Statistical analyses
We examined effects of group on volumes and MD of the hippocampal subdivisions. Our ROI consisted of the CA1, CA2-3, and CA4-Dentate Gyrus, based on the extensive animal literature on the role of these subdivisions in threat-associated learning and anxiety (Hobin et al., 2006; Hunsaker and Kesner, 2008; Kheirbek et al., 2013; Lee and Kesner, 2004; Leutgeb et al., 2007). Furthermore, given our interests in delineating the structure and function relationship of hippocampal disruption in the present study, anatomical proximity of the fMRI group comparison results to the hippocampal subdivisions also motivated us to focus on the left hemisphere.

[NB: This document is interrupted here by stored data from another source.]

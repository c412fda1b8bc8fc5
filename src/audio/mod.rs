//! Real-time audio-thread components

pub mod meter;
pub mod processor;
pub mod transient;

pub use meter::StereoPeakMeter;
pub use processor::AudioProcessor;
pub use transient::TransientBeatTracker;
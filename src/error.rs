//! Error types for the session core
//!
//! Protocol-level failures are not represented here: they travel to the UI
//! as `StatusChanged` event payloads, never as panics or cross-thread
//! errors. The audio thread has no error channel at all; invalid snapshot
//! values degrade processing gracefully instead.

use thiserror::Error;

/// Main error type for the crate.
#[derive(Error, Debug)]
pub enum Error {
    /// A message queue was full. Transient and non-fatal: the user action
    /// is dropped and may simply be repeated.
    #[error("message queue full, action dropped")]
    QueueFull,

    #[error("configuration error: {0}")]
    Config(#[from] ConfigError),

    #[error("session thread failed to start: {0}")]
    ThreadSpawn(#[from] std::io::Error),
}

/// Configuration load/store errors.
#[derive(Error, Debug)]
pub enum ConfigError {
    #[error("no configuration directory available")]
    NoConfigDir,

    #[error("failed to read config: {0}")]
    Read(std::io::Error),

    #[error("failed to write config: {0}")]
    Write(std::io::Error),

    #[error("failed to parse config: {0}")]
    Parse(#[from] toml::de::Error),

    #[error("failed to serialize config: {0}")]
    Serialize(#[from] toml::ser::Error),
}

/// Result type alias for the crate.
pub type Result<T> = std::result::Result<T, Error>;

Likewise in the fMRI analyses, for the two orthogonal contrasts [“HC vs ALL GAD vs.” and “GAD ONLY vs GAD/MDD group”], we conducted robust linear regression analyses using volumes or MD of each of the subdivisions as the dependent variable; Group (“0” for HC or GAD only group; “1” for all GAD or GAD/MDD group) as the predictor; Age and intracranial volume or Whole Brain MD as nuisance variables. Results were corrected for multiple comparisons using False Discovery Rate (FDR) correction (Benjamini & Hochberg method; Benjamini and Hochberg, 1995).
Head motion during scanning
Motion parameters were estimated: for diffusion MRI, average translation and average rotation (Yendiki et al., 2014); for fMRI, Framewise Displacement (FD) and DVARS (D denotes temporal derivative of timeseries; VARS, root mean square variance over voxels).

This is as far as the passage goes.